[Collected data]
☆ ☆ ☆

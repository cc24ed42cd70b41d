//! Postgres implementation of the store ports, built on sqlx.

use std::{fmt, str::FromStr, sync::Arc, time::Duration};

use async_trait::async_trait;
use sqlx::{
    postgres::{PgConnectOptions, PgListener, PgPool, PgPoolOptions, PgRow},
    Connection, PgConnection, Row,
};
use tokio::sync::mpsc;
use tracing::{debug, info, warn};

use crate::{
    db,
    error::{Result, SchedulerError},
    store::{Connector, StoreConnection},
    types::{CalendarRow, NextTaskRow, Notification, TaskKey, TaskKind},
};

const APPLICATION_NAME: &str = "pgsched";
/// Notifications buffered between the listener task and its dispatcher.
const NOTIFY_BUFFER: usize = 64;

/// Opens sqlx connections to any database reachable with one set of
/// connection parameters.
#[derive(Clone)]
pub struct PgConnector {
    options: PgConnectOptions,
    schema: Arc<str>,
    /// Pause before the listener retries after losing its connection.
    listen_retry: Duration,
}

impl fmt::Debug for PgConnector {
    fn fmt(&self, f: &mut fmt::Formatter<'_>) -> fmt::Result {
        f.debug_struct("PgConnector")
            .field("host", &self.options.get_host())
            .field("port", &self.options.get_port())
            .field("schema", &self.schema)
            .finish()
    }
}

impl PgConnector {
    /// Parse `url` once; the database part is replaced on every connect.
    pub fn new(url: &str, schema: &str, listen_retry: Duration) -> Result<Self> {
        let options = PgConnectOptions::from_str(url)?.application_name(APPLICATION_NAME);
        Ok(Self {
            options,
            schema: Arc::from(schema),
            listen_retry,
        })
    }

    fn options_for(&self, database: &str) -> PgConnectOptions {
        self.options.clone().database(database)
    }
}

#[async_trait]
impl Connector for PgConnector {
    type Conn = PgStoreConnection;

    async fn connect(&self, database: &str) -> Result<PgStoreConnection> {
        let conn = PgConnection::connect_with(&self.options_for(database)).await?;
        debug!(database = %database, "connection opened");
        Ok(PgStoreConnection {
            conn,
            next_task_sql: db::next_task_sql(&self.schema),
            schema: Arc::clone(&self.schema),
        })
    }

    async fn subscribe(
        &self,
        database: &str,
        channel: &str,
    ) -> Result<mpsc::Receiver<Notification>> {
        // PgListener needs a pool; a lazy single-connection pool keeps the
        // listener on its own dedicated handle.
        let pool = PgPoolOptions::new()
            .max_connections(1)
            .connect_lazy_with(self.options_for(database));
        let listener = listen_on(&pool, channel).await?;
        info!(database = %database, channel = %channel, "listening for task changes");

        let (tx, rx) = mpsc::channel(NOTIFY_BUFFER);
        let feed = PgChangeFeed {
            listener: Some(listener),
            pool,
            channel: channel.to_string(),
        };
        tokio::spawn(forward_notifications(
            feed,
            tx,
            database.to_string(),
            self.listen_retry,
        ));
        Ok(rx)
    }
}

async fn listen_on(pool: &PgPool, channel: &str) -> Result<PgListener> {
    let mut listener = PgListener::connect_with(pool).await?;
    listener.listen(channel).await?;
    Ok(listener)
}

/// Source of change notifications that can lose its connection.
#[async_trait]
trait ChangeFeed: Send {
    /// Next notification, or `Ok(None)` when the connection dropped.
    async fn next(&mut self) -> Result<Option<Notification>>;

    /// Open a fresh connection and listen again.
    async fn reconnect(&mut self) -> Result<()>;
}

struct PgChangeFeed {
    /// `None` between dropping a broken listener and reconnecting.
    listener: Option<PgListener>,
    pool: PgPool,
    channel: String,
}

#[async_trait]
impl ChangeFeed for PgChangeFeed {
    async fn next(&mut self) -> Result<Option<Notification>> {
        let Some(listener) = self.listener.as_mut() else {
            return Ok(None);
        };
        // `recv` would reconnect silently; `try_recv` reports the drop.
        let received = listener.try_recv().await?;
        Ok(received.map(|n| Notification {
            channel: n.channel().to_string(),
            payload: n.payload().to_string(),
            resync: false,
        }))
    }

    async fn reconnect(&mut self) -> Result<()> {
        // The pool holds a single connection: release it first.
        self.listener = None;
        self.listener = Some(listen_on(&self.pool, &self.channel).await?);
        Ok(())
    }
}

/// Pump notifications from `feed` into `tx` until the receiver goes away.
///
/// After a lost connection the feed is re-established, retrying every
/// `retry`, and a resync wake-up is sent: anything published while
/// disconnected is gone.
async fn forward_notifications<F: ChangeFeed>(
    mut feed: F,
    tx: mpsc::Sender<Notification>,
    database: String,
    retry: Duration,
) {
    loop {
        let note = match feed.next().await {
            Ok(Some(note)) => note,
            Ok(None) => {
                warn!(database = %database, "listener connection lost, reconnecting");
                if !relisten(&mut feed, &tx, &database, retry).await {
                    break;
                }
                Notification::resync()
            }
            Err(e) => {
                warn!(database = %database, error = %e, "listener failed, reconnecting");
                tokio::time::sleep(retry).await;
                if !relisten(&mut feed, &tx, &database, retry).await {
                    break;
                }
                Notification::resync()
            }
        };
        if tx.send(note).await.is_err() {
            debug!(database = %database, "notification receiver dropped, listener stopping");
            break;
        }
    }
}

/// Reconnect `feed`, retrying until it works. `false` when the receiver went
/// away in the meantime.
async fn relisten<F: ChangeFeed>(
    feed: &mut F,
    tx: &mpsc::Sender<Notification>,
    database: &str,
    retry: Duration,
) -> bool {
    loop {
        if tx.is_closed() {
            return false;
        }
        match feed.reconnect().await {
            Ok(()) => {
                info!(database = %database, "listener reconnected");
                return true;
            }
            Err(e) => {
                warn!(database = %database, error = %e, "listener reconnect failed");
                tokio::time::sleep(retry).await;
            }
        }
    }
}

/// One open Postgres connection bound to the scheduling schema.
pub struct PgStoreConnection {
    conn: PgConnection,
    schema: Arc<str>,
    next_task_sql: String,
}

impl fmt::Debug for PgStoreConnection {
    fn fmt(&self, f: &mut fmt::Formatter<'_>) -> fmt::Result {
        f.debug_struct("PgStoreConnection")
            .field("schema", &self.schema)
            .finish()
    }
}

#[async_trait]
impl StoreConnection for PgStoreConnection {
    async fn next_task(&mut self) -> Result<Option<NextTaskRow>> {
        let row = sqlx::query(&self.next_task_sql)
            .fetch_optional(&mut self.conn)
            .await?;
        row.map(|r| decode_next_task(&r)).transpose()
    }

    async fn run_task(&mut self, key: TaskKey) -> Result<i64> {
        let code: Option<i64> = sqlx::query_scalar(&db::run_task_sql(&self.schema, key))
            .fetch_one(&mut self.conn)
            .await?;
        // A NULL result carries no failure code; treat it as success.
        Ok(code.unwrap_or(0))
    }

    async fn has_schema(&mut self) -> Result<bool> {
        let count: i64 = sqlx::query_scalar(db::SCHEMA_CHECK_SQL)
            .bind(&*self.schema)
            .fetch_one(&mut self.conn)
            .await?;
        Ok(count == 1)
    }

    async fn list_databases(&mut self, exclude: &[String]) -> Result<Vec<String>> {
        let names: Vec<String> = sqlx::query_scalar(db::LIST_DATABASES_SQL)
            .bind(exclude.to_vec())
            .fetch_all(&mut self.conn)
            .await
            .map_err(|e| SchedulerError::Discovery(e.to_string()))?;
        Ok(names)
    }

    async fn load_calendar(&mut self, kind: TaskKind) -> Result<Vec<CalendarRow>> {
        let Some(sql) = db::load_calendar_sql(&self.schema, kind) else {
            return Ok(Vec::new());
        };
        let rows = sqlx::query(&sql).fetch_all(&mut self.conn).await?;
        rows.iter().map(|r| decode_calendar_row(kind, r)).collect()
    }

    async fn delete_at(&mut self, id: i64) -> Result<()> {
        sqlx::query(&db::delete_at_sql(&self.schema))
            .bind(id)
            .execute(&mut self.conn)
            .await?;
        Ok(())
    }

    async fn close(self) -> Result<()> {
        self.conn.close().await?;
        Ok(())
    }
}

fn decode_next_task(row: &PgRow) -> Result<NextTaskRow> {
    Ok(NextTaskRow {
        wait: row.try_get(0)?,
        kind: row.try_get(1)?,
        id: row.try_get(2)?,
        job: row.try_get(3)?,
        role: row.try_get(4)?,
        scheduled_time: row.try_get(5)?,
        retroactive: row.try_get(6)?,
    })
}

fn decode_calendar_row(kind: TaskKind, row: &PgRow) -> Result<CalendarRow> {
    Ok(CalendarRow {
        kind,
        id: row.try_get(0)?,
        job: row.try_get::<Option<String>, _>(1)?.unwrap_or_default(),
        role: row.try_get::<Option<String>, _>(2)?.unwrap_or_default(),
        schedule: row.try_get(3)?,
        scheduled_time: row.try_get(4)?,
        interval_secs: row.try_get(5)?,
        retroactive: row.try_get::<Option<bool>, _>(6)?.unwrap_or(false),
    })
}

☆ ☆ ☆

Activity:
Each line above that includes the word "TaskKind" is to be copied.

Task output:
    types::{CalendarRow, NextTaskRow, Notification, TaskKey, TaskKind},
    async fn load_calendar(&mut self, kind: TaskKind) -> Result<Vec<CalendarRow>> {
fn decode_calendar_row(kind: TaskKind, row: &PgRow) -> Result<CalendarRow> {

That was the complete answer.